The structure of the thirteen episode second season is around a single goal, the story of how Sawako and Kazehaya finally get together. The original series allowed some room for side characters to get a storyline and Sawako to play a supporting role but here Production I.G. focus’ is on the main story of Kimi Ni Todoke and they tell it beautifully. The slow development of Sawako and Kazehaya’s relationship match the tone and art style of the series to create a beautiful snapshot of two shy teenagers attempting to express their feelings for each other. The importance that the show gives to the confession leads to some melodrama, but it is rare that a teenage romance is without some melodramatic themes and the premise of Kimi Ni Todoke Season 2 is that the confession is the most important step for Sawako to make to further break out of her shell. It is weaved into the fabric of the series and because of that the melodrama is more forgivable that in less well-crafted narratives.
Kimi Ni Todoke has some elements which just don’t work after thirty episodes. The one-note joke of Sawako looking and acting scary has overstayed its welcome. It was an effective way of introducing Sawako to the audience as a starting point for a character which needed to progress further but it now has less to do with character development and is used for humor, which simply falls flat. There is a character type in anime, the naturally scary girl that Sawako supposedly is, that I don’t get. I’ve also seen it attempted in D. Gray Man and Ramen Fight Miki, something is lost in translation and I just don’t understand the humor. The pacing, as I’ve stated above, is also going to turn some fans away. Kimi Ni Todoke is a slow show. The romance was started in the first episode and now 38 episodes into the series the pair comes to the point of confession. It is a slow character drama and if you don’t know that going in, the pacing is going to turn you away.
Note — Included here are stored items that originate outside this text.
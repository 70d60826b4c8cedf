//! # Explorer State Core
//!
//! Core traits and types for the entity state lifecycle of a chain explorer.
//!
//! A block explorer renders blocks, transactions, mosaics, namespaces and
//! receipts fetched from a remote node. Every entity-specific store module
//! shares the same state machinery: single-record fetch state, paginated
//! lists with live prepends, and streaming subscriptions. This crate defines
//! the pure parts of that machinery; the `explorer-state-runtime` crate
//! executes it.
//!
//! ## Core Concepts
//!
//! - **State**: Owned, cloneable snapshot of a manager (`FetchState`, paginated list)
//! - **Action**: Every input to a manager, including results fed back by effects
//! - **Reducer**: Pure function `(State, Action, Environment) → (State, Effects)`
//! - **Effect**: Description of asynchronous work (a fetch), never executed here
//! - **Environment**: Injected collaborators (fetchers, key selectors)
//!
//! ## Collaborator Seams
//!
//! - [`fetch::Fetcher`] / [`fetch::PageFetcher`]: the remote data source
//! - [`listener::Listener`]: the streaming push-notification transport
//! - [`key::KeySelector`]: the field used to deduplicate list entries
//!
//! ## Example
//!
//! ```ignore
//! use explorer_state_core::{reducer::Reducer, effect::Effect, SmallVec, smallvec};
//!
//! impl Reducer for CounterReducer {
//!     type State = CounterState;
//!     type Action = CounterAction;
//!     type Environment = ();
//!
//!     fn reduce(
//!         &self,
//!         state: &mut CounterState,
//!         action: CounterAction,
//!         _env: &(),
//!     ) -> SmallVec<[Effect<CounterAction>; 4]> {
//!         state.count += 1;
//!         smallvec![Effect::None]
//!     }
//! }
//! ```

pub use serde::{Deserialize, Serialize};
pub use smallvec::{SmallVec, smallvec};

/// Single-record fetch state and the fetcher seams
pub mod fetch;

/// Labelled filter presets for paginated lists
pub mod filter;

/// Entity key selection for list deduplication
pub mod key;

/// Streaming subscription seam (push notifications)
pub mod listener;

/// Page requests and page results
pub mod page;

pub use fetch::{FetchError, FetchFuture, FetchState, Fetcher, PageFetcher};
pub use filter::FilterOption;
pub use key::KeySelector;
pub use listener::{
    Connection, Endpoint, Listener, NotificationStream, Subscription, SubscriptionError,
};
pub use page::{Page, PageInfo};

/// Reducer module - The core trait for manager logic
///
/// Reducers are pure functions: `(State, Action, Environment) → (State, Effects)`.
/// All bookkeeping of the explorer managers (loading flags, stale-result
/// discards, deduplicating merges) happens inside a reducer, so it runs
/// synchronously between suspension points and can be tested without a runtime.
pub mod reducer {
    use super::SmallVec;
    use super::effect::Effect;

    /// The Reducer trait - core abstraction for manager logic
    ///
    /// # Type Parameters
    ///
    /// - `State`: The state this reducer operates on
    /// - `Action`: The action type this reducer processes
    /// - `Environment`: The injected collaborators this reducer needs
    ///
    /// # Example
    ///
    /// ```ignore
    /// impl Reducer for DataSetReducer<u64, Block> {
    ///     type State = DataSetState<u64, Block>;
    ///     type Action = DataSetAction<u64, Block>;
    ///     type Environment = DataSetEnvironment<u64, Block>;
    ///
    ///     fn reduce(
    ///         &self,
    ///         state: &mut Self::State,
    ///         action: Self::Action,
    ///         env: &Self::Environment,
    ///     ) -> SmallVec<[Effect<Self::Action>; 4]> {
    ///         match action {
    ///             DataSetAction::Fetch { key, .. } => {
    ///                 // mark loading, describe the fetch
    ///                 smallvec![Effect::None]
    ///             }
    ///             _ => smallvec![Effect::None],
    ///         }
    ///     }
    /// }
    /// ```
    pub trait Reducer {
        /// The state type this reducer operates on
        type State;

        /// The action type this reducer processes
        type Action;

        /// The environment type with injected collaborators
        type Environment;

        /// Reduce an action into state changes and effects
        ///
        /// This is a pure function that:
        /// 1. Validates the action against the current state
        /// 2. Updates state in place
        /// 3. Returns effect descriptions to be executed
        ///
        /// # Arguments
        ///
        /// - `state`: Mutable reference to current state
        /// - `action`: The action to process
        /// - `env`: Reference to injected collaborators
        ///
        /// # Returns
        ///
        /// Effects to be executed by the runtime
        fn reduce(
            &self,
            state: &mut Self::State,
            action: Self::Action,
            env: &Self::Environment,
        ) -> SmallVec<[Effect<Self::Action>; 4]>;
    }
}

/// Effect module - Side effect descriptions
///
/// Effects describe asynchronous work to be performed by the runtime.
/// They are values, not execution.
pub mod effect {
    use std::future::Future;
    use std::pin::Pin;

    /// Effect type - describes a side effect to be executed
    ///
    /// Effects are NOT executed immediately. They are descriptions of what should happen,
    /// returned from reducers and executed by the Store runtime.
    ///
    /// # Type Parameters
    ///
    /// - `Action`: The action type that effects can produce (feedback loop)
    pub enum Effect<Action> {
        /// No-op effect
        None,

        /// Run effects in parallel
        Parallel(Vec<Effect<Action>>),

        /// Run effects sequentially
        Sequential(Vec<Effect<Action>>),

        /// Arbitrary async computation
        ///
        /// Returns `Option<Action>` - if Some, the action is fed back into the reducer
        Future(Pin<Box<dyn Future<Output = Option<Action>> + Send>>),
    }

    // Manual Debug implementation since Future doesn't implement Debug
    impl<Action> std::fmt::Debug for Effect<Action>
    where
        Action: std::fmt::Debug,
    {
        fn fmt(&self, f: &mut std::fmt::Formatter<'_>) -> std::fmt::Result {
            match self {
                Effect::None => write!(f, "Effect::None"),
                Effect::Parallel(effects) => {
                    f.debug_tuple("Effect::Parallel").field(effects).finish()
                },
                Effect::Sequential(effects) => {
                    f.debug_tuple("Effect::Sequential").field(effects).finish()
                },
                Effect::Future(_) => write!(f, "Effect::Future(<future>)"),
            }
        }
    }

    impl<Action> Effect<Action> {
        /// Combine effects to run in parallel
        #[must_use]
        pub const fn merge(effects: Vec<Effect<Action>>) -> Effect<Action> {
            Effect::Parallel(effects)
        }

        /// Chain effects to run sequentially
        #[must_use]
        pub const fn chain(effects: Vec<Effect<Action>>) -> Effect<Action> {
            Effect::Sequential(effects)
        }

        /// Wrap a future producing an optional feedback action
        pub fn future<F>(fut: F) -> Effect<Action>
        where
            F: Future<Output = Option<Action>> + Send + 'static,
        {
            Effect::Future(Box::pin(fut))
        }

        /// Whether this effect does nothing
        #[must_use]
        pub fn is_none(&self) -> bool {
            match self {
                Effect::None => true,
                Effect::Parallel(effects) | Effect::Sequential(effects) => {
                    effects.iter().all(Effect::is_none)
                },
                Effect::Future(_) => false,
            }
        }
    }
}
Kimi Ni Todoke is an exceptional anime romance with some interesting, well written characters and an adorable narrative that follows the growth of two shy high school students. The depth in which Kimi Ni Todoke gets involved with these characters is unparalleled in any other anime romance I’ve seen. Being an intense High School drama the show does lean towards some melodrama, but it works within the context of the series. The show isn’t without its blemishes; of course; what little comedy the show has is poorly executed, most of the action in the series takes place in the character’s heads, and the relationship of the main characters progresses at a crawl. Kimi Ni Todoke’s second season picks up where the original left off and concludes the main question of the story, will Sawako and Kazehaya get together? It doesn’t disappoint.